== Exercise ==
The records that follow should be copied in full, exactly as they read.

Top of Material for this task

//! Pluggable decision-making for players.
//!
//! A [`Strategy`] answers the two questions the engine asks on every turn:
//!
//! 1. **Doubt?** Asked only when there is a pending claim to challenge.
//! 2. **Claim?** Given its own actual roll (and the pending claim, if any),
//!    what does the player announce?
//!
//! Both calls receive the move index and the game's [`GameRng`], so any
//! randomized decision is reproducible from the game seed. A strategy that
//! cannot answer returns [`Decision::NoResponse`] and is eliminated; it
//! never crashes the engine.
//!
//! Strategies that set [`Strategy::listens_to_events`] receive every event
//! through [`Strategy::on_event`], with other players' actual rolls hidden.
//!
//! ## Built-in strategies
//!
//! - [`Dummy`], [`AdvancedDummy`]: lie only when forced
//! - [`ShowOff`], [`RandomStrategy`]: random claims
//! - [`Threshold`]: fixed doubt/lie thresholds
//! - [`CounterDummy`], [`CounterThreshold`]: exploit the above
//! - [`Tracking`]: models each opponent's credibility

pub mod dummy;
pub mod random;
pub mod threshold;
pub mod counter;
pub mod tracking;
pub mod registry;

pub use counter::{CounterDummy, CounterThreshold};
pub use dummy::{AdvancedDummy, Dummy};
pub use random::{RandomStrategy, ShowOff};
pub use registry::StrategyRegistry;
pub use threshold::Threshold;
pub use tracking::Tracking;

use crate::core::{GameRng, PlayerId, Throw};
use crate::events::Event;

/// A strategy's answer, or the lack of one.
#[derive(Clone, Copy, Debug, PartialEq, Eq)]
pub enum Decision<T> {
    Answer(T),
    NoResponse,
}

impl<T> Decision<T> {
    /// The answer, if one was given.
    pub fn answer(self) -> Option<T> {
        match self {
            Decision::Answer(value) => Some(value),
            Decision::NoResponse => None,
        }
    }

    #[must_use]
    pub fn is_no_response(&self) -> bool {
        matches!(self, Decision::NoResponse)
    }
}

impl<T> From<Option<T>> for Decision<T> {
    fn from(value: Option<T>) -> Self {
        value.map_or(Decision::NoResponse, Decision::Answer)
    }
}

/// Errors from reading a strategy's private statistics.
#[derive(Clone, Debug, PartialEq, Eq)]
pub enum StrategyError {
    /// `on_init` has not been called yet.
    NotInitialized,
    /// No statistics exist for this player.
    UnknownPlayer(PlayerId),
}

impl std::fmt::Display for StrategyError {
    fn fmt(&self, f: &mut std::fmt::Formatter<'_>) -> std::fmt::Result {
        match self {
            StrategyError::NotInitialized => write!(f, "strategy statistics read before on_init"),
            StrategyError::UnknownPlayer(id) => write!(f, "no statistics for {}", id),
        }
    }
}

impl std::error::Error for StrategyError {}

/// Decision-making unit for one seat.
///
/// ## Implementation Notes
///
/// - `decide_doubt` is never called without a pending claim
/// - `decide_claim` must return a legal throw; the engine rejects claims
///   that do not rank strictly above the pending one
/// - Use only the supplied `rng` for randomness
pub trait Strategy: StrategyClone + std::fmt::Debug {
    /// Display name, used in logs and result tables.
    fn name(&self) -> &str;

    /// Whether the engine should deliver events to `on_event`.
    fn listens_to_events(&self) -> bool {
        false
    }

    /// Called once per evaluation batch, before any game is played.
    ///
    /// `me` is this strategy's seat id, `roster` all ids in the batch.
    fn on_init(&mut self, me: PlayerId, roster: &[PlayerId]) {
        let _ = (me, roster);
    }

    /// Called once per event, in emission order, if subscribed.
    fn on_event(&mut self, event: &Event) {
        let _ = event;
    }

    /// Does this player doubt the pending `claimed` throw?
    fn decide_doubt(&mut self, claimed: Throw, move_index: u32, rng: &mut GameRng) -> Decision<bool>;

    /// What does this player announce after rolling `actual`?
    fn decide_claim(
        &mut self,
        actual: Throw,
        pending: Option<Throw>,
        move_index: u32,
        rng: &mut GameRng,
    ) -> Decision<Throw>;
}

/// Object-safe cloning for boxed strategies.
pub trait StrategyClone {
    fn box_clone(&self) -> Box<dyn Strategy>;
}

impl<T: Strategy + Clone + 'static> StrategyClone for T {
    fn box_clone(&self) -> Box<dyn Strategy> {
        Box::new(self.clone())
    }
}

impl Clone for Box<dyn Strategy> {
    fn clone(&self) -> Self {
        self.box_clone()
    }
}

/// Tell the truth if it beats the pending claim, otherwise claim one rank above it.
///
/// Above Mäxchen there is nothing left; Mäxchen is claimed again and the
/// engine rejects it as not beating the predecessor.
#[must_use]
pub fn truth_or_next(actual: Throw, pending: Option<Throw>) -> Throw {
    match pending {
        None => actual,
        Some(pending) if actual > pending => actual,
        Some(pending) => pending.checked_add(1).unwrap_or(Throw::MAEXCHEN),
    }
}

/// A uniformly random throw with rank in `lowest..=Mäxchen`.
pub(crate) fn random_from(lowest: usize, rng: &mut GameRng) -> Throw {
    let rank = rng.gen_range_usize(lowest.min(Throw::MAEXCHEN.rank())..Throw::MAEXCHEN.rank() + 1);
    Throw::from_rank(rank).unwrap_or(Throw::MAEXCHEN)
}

Bottom of Material for this task

== Exercise solution ==
//! Pluggable decision-making for players.
//!
//! A [`Strategy`] answers the two questions the engine asks on every turn:
//!
//! 1. **Doubt?** Asked only when there is a pending claim to challenge.
//! 2. **Claim?** Given its own actual roll (and the pending claim, if any),
//!    what does the player announce?
//!
//! Both calls receive the move index and the game's [`GameRng`], so any
//! randomized decision is reproducible from the game seed. A strategy that
//! cannot answer returns [`Decision::NoResponse`] and is eliminated; it
//! never crashes the engine.
//!
//! Strategies that set [`Strategy::listens_to_events`] receive every event
//! through [`Strategy::on_event`], with other players' actual rolls hidden.
//!
//! ## Built-in strategies
//!
//! - [`Dummy`], [`AdvancedDummy`]: lie only when forced
//! - [`ShowOff`], [`RandomStrategy`]: random claims
//! - [`Threshold`]: fixed doubt/lie thresholds
//! - [`CounterDummy`], [`CounterThreshold`]: exploit the above
//! - [`Tracking`]: models each opponent's credibility

pub mod dummy;
pub mod random;
pub mod threshold;
pub mod counter;
pub mod tracking;
pub mod registry;

pub use counter::{CounterDummy, CounterThreshold};
pub use dummy::{AdvancedDummy, Dummy};
pub use random::{RandomStrategy, ShowOff};
pub use registry::StrategyRegistry;
pub use threshold::Threshold;
pub use tracking::Tracking;

use crate::core::{GameRng, PlayerId, Throw};
use crate::events::Event;

/// A strategy's answer, or the lack of one.
#[derive(Clone, Copy, Debug, PartialEq, Eq)]
pub enum Decision<T> {
    Answer(T),
    NoResponse,
}

impl<T> Decision<T> {
    /// The answer, if one was given.
    pub fn answer(self) -> Option<T> {
        match self {
            Decision::Answer(value) => Some(value),
            Decision::NoResponse => None,
        }
    }

    #[must_use]
    pub fn is_no_response(&self) -> bool {
        matches!(self, Decision::NoResponse)
    }
}

impl<T> From<Option<T>> for Decision<T> {
    fn from(value: Option<T>) -> Self {
        value.map_or(Decision::NoResponse, Decision::Answer)
    }
}

/// Errors from reading a strategy's private statistics.
#[derive(Clone, Debug, PartialEq, Eq)]
pub enum StrategyError {
    /// `on_init` has not been called yet.
    NotInitialized,
    /// No statistics exist for this player.
    UnknownPlayer(PlayerId),
}

impl std::fmt::Display for StrategyError {
    fn fmt(&self, f: &mut std::fmt::Formatter<'_>) -> std::fmt::Result {
        match self {
            StrategyError::NotInitialized => write!(f, "strategy statistics read before on_init"),
            StrategyError::UnknownPlayer(id) => write!(f, "no statistics for {}", id),
        }
    }
}

impl std::error::Error for StrategyError {}

/// Decision-making unit for one seat.
///
/// ## Implementation Notes
///
/// - `decide_doubt` is never called without a pending claim
/// - `decide_claim` must return a legal throw; the engine rejects claims
///   that do not rank strictly above the pending one
/// - Use only the supplied `rng` for randomness
pub trait Strategy: StrategyClone + std::fmt::Debug {
    /// Display name, used in logs and result tables.
    fn name(&self) -> &str;

    /// Whether the engine should deliver events to `on_event`.
    fn listens_to_events(&self) -> bool {
        false
    }

    /// Called once per evaluation batch, before any game is played.
    ///
    /// `me` is this strategy's seat id, `roster` all ids in the batch.
    fn on_init(&mut self, me: PlayerId, roster: &[PlayerId]) {
        let _ = (me, roster);
    }

    /// Called once per event, in emission order, if subscribed.
    fn on_event(&mut self, event: &Event) {
        let _ = event;
    }

    /// Does this player doubt the pending `claimed` throw?
    fn decide_doubt(&mut self, claimed: Throw, move_index: u32, rng: &mut GameRng) -> Decision<bool>;

    /// What does this player announce after rolling `actual`?
    fn decide_claim(
        &mut self,
        actual: Throw,
        pending: Option<Throw>,
        move_index: u32,
        rng: &mut GameRng,
    ) -> Decision<Throw>;
}

/// Object-safe cloning for boxed strategies.
pub trait StrategyClone {
    fn box_clone(&self) -> Box<dyn Strategy>;
}

impl<T: Strategy + Clone + 'static> StrategyClone for T {
    fn box_clone(&self) -> Box<dyn Strategy> {
        Box::new(self.clone())
    }
}

impl Clone for Box<dyn Strategy> {
    fn clone(&self) -> Self {
        self.box_clone()
    }
}

/// Tell the truth if it beats the pending claim, otherwise claim one rank above it.
///
/// Above Mäxchen there is nothing left; Mäxchen is claimed again and the
/// engine rejects it as not beating the predecessor.
#[must_use]
pub fn truth_or_next(actual: Throw, pending: Option<Throw>) -> Throw {
    match pending {
        None => actual,
        Some(pending) if actual > pending => actual,
        Some(pending) => pending.checked_add(1).unwrap_or(Throw::MAEXCHEN),
    }
}

/// A uniformly random throw with rank in `lowest..=Mäxchen`.
pub(crate) fn random_from(lowest: usize, rng: &mut GameRng) -> Throw {
    let rank = rng.gen_range_usize(lowest.min(Throw::MAEXCHEN.rank())..Throw::MAEXCHEN.rank() + 1);
    Throw::from_rank(rank).unwrap_or(Throw::MAEXCHEN)
}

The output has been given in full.